Re: PRI #202: Extensions to NameAliases.txt for Unicode 6.1.0

From: Philippe Verdy <verdy_p_at_wanadoo.fr>
Date: Thu, 1 Sep 2011 08:25:44 +0200

2011/9/1 Karl Williamson <public_at_khwilliamson.com>:
> Unicode 6.0 broke UTS #18, which since 1999 has suggested that BELL be the
> name used in regular expressions for U+0007.  In 2003, this was strengthened
> to "should" be used.  The breakage occurred by requiring that BELL instead
> be the name for a different code point.  By breaking UTS #18, all
> implementations of it, including Perl's, were broken, causing real harm to
> real code and real people.  For this reason, Perl has not completely adopted
> 6.0.
>
> Further, UTS #18 encourages implementations to do exactly what Perl did:
> "The ISO names for the control characters may be unfamiliar, ... so it is
> recommended that they be supplemented with other aliases. For example, for
> U+0009 the implementation could accept the official name CHARACTER
> TABULATION, and also the aliases HORIZONTAL TABULATION, HT, and TAB."

Thanks then for explaining that. So now such aliases are needed to
correct obvious errors. Well this is not a real correction, but a
change for the new short name. The "should" that specified an alias
will now be replaced by a "must" with the new alias. This instability
should have been explained, as it was not explicit in the PRI.

> The genesis of this proposal was to prevent the Unicode Consortium from
> making this kind of mistake again.  The language in UTS #18 mentioning the
> TAB variants also dates to 2003.  I think this example makes it clear why
> more than one alias may be needed per code point.
>
> Of course, PRI #202 is not the only mechanism possible to achieve the needed
> goal of preventing another mishap like BELL.  But the consensus in the
> discussion about it was that is was the easiest route to get there.

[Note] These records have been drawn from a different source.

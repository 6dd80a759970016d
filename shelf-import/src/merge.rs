//! Merging ingested candidates into the catalog.
//!
//! Duplicates are detected by [`title_key`]: the trimmed, case-folded title.
//! What happens to a duplicate depends on the adapter's [`DuplicatePolicy`].
//! Applying the same candidate set twice leaves the catalog exactly as one
//! application did.

use std::collections::HashMap;

use shelf_catalog::types::*;
use shelf_catalog::next_id;

use crate::progress::ImportProgress;

/// What to do with a candidate whose title already exists.
#[derive(Debug, Clone, Copy, PartialEq, Eq)]
pub enum DuplicatePolicy {
    /// Append the candidate's tags that the existing record lacks.
    UnionTags,
    /// Drop the candidate.
    Skip,
}

/// Counts from a single merge.
#[derive(Debug, Default, Clone, PartialEq, Eq)]
pub struct MergeStats {
    pub added: u64,
    /// Existing records that gained at least one tag.
    pub updated: u64,
    /// Duplicates that changed nothing.
    pub skipped: u64,
    pub total: u64,
}

/// Merge `candidates` into `existing` in order.
///
/// Novel titles are appended under an id from [`next_id`]. Duplicates within
/// the candidate batch itself resolve against the records appended earlier
/// in the same call.
pub fn merge_ingested(
    existing: &mut Vec<Resource>,
    candidates: Vec<NewResource>,
    policy: DuplicatePolicy,
    progress: &dyn ImportProgress,
) -> MergeStats {
    let mut stats = MergeStats {
        total: candidates.len() as u64,
        ..Default::default()
    };

    let mut index: HashMap<String, usize> = HashMap::new();
    for (i, r) in existing.iter().enumerate() {
        index.entry(r.title_key()).or_insert(i);
    }

    let total = candidates.len();
    for (i, candidate) in candidates.into_iter().enumerate() {
        let key = title_key(&candidate.title);
        if key.is_empty() {
            log::warn!("Skipping candidate with empty title");
            stats.skipped += 1;
            continue;
        }

        progress.on_candidate(i + 1, total, &candidate.title);

        match index.get(&key) {
            Some(&pos) => {
                if policy == DuplicatePolicy::UnionTags
                    && union_tags(&mut existing[pos].tags, &candidate.tags)
                {
                    stats.updated += 1;
                } else {
                    stats.skipped += 1;
                }
            }
            None => {
                let id = match next_id(&candidate.genre, existing.as_slice()) {
                    Ok(id) => id,
                    Err(e) => {
                        log::warn!("Skipping '{}': {}", candidate.title, e);
                        stats.skipped += 1;
                        continue;
                    }
                };
                existing.push(candidate.into_resource(id));
                index.insert(key, existing.len() - 1);
                stats.added += 1;
            }
        }
    }

    stats
}

/// Append tags from `incoming` not already in `tags` (case-insensitive).
///
/// Returns `true` if anything was appended.
pub fn union_tags(tags: &mut Vec<String>, incoming: &[String]) -> bool {
    let mut changed = false;
    for tag in incoming {
        let tag = tag.trim();
        if tag.is_empty() || tags.iter().any(|t| t.trim().eq_ignore_ascii_case(tag)) {
            continue;
        }
        tags.push(tag.to_string());
        changed = true;
    }
    changed
}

Given that most of these discussions have occured offline (not
publicly but in private reports to the UTC, or between UTC members
working with the closed unicore discussion list, or privately between
each others), I had no idea of these discussions. But now that I'm an
UTC member, I hope I will hear these cases earlier...

Does it justify so many new aliases at the same time ?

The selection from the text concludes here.